(Dataset entries)

****************

//! Single-owner heap pointer with a pluggable deleter.
//!
//! [`UniquePtr`] is nullable, unlike `Box`, and disposes of its pointee through a
//! [`Deleter`] instead of always dropping a `Box`. Ownership transfer is an ordinary
//! Rust move; `mem::take` moves the pointer out and leaves a null one behind.

use core::fmt;
use core::marker::PhantomData;
use core::mem;
use core::ops::{Deref, DerefMut};
use core::ptr::{self, NonNull};

/// Disposes of an object owned by a [`UniquePtr`].
///
/// Any `FnMut(NonNull<T>)` closure is a deleter.
pub trait Deleter<T> {
    /// Called exactly once for every non-null pointer a `UniquePtr` gives up.
    fn delete(&mut self, ptr: NonNull<T>);
}

/// The default deleter: reconstitutes the `Box` the pointer came from and drops it.
#[derive(Clone, Copy, Debug, Default, PartialEq, Eq, Hash)]
pub struct DefaultDelete;

impl<T> Deleter<T> for DefaultDelete {
    fn delete(&mut self, ptr: NonNull<T>) {
        // SAFETY: a `UniquePtr` with this deleter only holds pointers obtained from
        // `Box::into_raw`, as required by its constructors.
        drop(unsafe { Box::from_raw(ptr.as_ptr()) });
    }
}

impl<T, F> Deleter<T> for F
where
    F: FnMut(NonNull<T>),
{
    fn delete(&mut self, ptr: NonNull<T>) {
        self(ptr)
    }
}

/// An owning, nullable pointer to a single `T`.
///
/// # Examples
/// ```rust
/// use basic_containers::UniquePtr;
///
/// let mut p = UniquePtr::new(41);
/// *p += 1;
/// assert_eq!(*p, 42);
///
/// let q = std::mem::take(&mut p);
/// assert!(p.is_null());
/// assert_eq!(q.as_ref(), Some(&42));
/// ```
pub struct UniquePtr<T, D: Deleter<T> = DefaultDelete> {
    ptr: Option<NonNull<T>>,
    deleter: D,
    _owns: PhantomData<T>,
}

// SAFETY: the pointee is uniquely owned, as with `Box<T>`.
unsafe impl<T: Send, D: Deleter<T> + Send> Send for UniquePtr<T, D> {}
// SAFETY: shared access only hands out `&T` and `&D`.
unsafe impl<T: Sync, D: Deleter<T> + Sync> Sync for UniquePtr<T, D> {}

impl<T> UniquePtr<T> {
    /// Moves `value` to the heap and takes ownership of it.
    pub fn new(value: T) -> Self {
        Self::from(Box::new(value))
    }

    /// Converts back into a `Box`, or `None` if null.
    pub fn into_box(mut self) -> Option<Box<T>> {
        let raw = self.release();
        // SAFETY: with `DefaultDelete` the pointer came from `Box::into_raw`, and
        // `release` has given up ownership of it.
        (!raw.is_null()).then(|| unsafe { Box::from_raw(raw) })
    }
}

impl<T, D: Deleter<T> + Default> UniquePtr<T, D> {
    /// A pointer that owns nothing.
    pub fn null() -> Self {
        Self::from_parts(None, D::default())
    }

    /// Takes ownership of `ptr`; a null `ptr` gives a null `UniquePtr`.
    ///
    /// # Safety
    /// `ptr` must be null or valid for the deleter `D` to dispose of, and must not be
    /// owned by anything else.
    pub unsafe fn from_raw(ptr: *mut T) -> Self {
        Self::from_parts(NonNull::new(ptr), D::default())
    }
}

impl<T, D: Deleter<T>> UniquePtr<T, D> {
    fn from_parts(ptr: Option<NonNull<T>>, deleter: D) -> Self {
        Self {
            ptr,
            deleter,
            _owns: PhantomData,
        }
    }

    /// Takes ownership of `ptr`, to be disposed of by `deleter`.
    ///
    /// # Safety
    /// Same as [`from_raw`](Self::from_raw), for the given `deleter`.
    pub unsafe fn from_raw_with_deleter(ptr: *mut T, deleter: D) -> Self {
        Self::from_parts(NonNull::new(ptr), deleter)
    }

    /// Boxes `value` and hands it to `deleter`, which then receives a pointer
    /// obtained from `Box::into_raw`.
    pub fn with_deleter(value: T, deleter: D) -> Self {
        let raw = Box::into_raw(Box::new(value));
        // SAFETY: `Box::into_raw` never returns null.
        Self::from_parts(Some(unsafe { NonNull::new_unchecked(raw) }), deleter)
    }

    /// The held pointer, or null. Ownership is kept.
    #[inline]
    pub fn get(&self) -> *mut T {
        self.ptr.map_or(ptr::null_mut(), NonNull::as_ptr)
    }

    #[inline]
    pub fn is_null(&self) -> bool {
        self.ptr.is_none()
    }

    pub fn as_ref(&self) -> Option<&T> {
        // SAFETY: a held pointer is valid and uniquely owned.
        self.ptr.map(|p| unsafe { &*p.as_ptr() })
    }

    pub fn as_mut(&mut self) -> Option<&mut T> {
        // SAFETY: as above, and `self` is borrowed mutably.
        self.ptr.map(|p| unsafe { &mut *p.as_ptr() })
    }

    pub fn get_deleter(&self) -> &D {
        &self.deleter
    }

    pub fn get_deleter_mut(&mut self) -> &mut D {
        &mut self.deleter
    }

    /// Gives up ownership without running the deleter and becomes null.
    ///
    /// The caller is now responsible for the returned pointer.
    #[must_use = "the released pointer is leaked unless it is disposed of"]
    pub fn release(&mut self) -> *mut T {
        self.ptr.take().map_or(ptr::null_mut(), NonNull::as_ptr)
    }

    /// Disposes of the held object, if any, and becomes null.
    pub fn reset(&mut self) {
        if let Some(old) = self.ptr.take() {
            self.deleter.delete(old);
        }
    }

    /// Adopts `ptr`, disposing of the previously held object.
    ///
    /// Passing the pointer already held does nothing; the deleter is not run.
    ///
    /// # Safety
    /// Same as [`from_raw`](Self::from_raw).
    pub unsafe fn reset_to(&mut self, ptr: *mut T) {
        let new = NonNull::new(ptr);
        if new == self.ptr {
            return;
        }
        if let Some(old) = mem::replace(&mut self.ptr, new) {
            self.deleter.delete(old);
        }
    }
}

#[cold]
#[track_caller]
fn null_deref() -> ! {
    panic!("dereferenced a null UniquePtr");
}

impl<T, D: Deleter<T>> Drop for UniquePtr<T, D> {
    fn drop(&mut self) {
        self.reset();
    }
}

impl<T, D: Deleter<T> + Default> Default for UniquePtr<T, D> {
    fn default() -> Self {
        Self::null()
    }
}

impl<T, D: Deleter<T>> Deref for UniquePtr<T, D> {
    type Target = T;

    /// # Panics
    /// Panics if the pointer is null.
    #[track_caller]
    fn deref(&self) -> &T {
        match self.as_ref() {
            Some(value) => value,
            None => null_deref(),
        }
    }
}

impl<T, D: Deleter<T>> DerefMut for UniquePtr<T, D> {
    #[track_caller]
    fn deref_mut(&mut self) -> &mut T {
        match self.as_mut() {
            Some(value) => value,
            None => null_deref(),
        }
    }
}

impl<T> From<Box<T>> for UniquePtr<T> {
    fn from(value: Box<T>) -> Self {
        let raw = Box::into_raw(value);
        // SAFETY: `Box::into_raw` never returns null.
        Self::from_parts(Some(unsafe { NonNull::new_unchecked(raw) }), DefaultDelete)
    }
}

impl<T: fmt::Debug, D: Deleter<T>> fmt::Debug for UniquePtr<T, D> {
    fn fmt(&self, f: &mut fmt::Formatter<'_>) -> fmt::Result {
        match self.as_ref() {
            Some(value) => f.debug_tuple("UniquePtr").field(value).finish(),
            None => f.write_str("UniquePtr(null)"),
        }
    }
}

impl<T, D: Deleter<T>> fmt::Pointer for UniquePtr<T, D> {
    fn fmt(&self, f: &mut fmt::Formatter<'_>) -> fmt::Result {
        fmt::Pointer::fmt(&self.get(), f)
    }
}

****************

Exercise prompt
Find each line of the data above that holds the word "nothing", then copy it.

Expected answer
    /// A pointer that owns nothing.
    /// Passing the pointer already held does nothing; the deleter is not run.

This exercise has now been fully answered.